TASK REQUIREMENTS = Please write the following entries out once more, exactly.

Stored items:

=== Begin Enclosure ===

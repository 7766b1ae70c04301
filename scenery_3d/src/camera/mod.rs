//! Camera module - projection camera, viewport and camera managers.
//!
//! `ProjectionCamera` is the passive object the renderer draws from.
//! Camera managers are scene objects that own one and move it: a fixed
//! `StaticCamera`, an `OrbitalCamera` turning around a pivot, and a
//! `FirstPersonCamera` walking the scene.

mod viewport;
mod projection_camera;
mod camera_manager;
mod static_camera;
mod orbital_camera;
mod first_person_camera;

pub use viewport::Viewport;
pub use projection_camera::{ProjectionCamera, PerspectiveDesc};
pub use camera_manager::CameraManager;
pub use static_camera::StaticCamera;
pub use orbital_camera::{
    OrbitalCamera, OrbitalDesc, OrbitProposal, OrbitVerdict, OrbitRestriction,
    clamp_pitch, forbid_below,
};
pub use first_person_camera::{FirstPersonCamera, FirstPersonDesc, MAX_PITCH_DEGREES};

=== End Enclosure ===

OUTPUT OF THE TASK =
repository 7766b1ae70c04301
filename scenery_3d/src/camera/mod.rs
//! Camera module - projection camera, viewport and camera managers.
//!
//! `ProjectionCamera` is the passive object the renderer draws from.
//! Camera managers are scene objects that own one and move it: a fixed
//! `StaticCamera`, an `OrbitalCamera` turning around a pivot, and a
//! `FirstPersonCamera` walking the scene.

mod viewport;
mod projection_camera;
mod camera_manager;
mod static_camera;
mod orbital_camera;
mod first_person_camera;

pub use viewport::Viewport;
pub use projection_camera::{ProjectionCamera, PerspectiveDesc};
pub use camera_manager::CameraManager;
pub use static_camera::StaticCamera;
pub use orbital_camera::{
    OrbitalCamera, OrbitalDesc, OrbitProposal, OrbitVerdict, OrbitRestriction,
    clamp_pitch, forbid_below,
};
pub use first_person_camera::{FirstPersonCamera, FirstPersonDesc, MAX_PITCH_DEGREES};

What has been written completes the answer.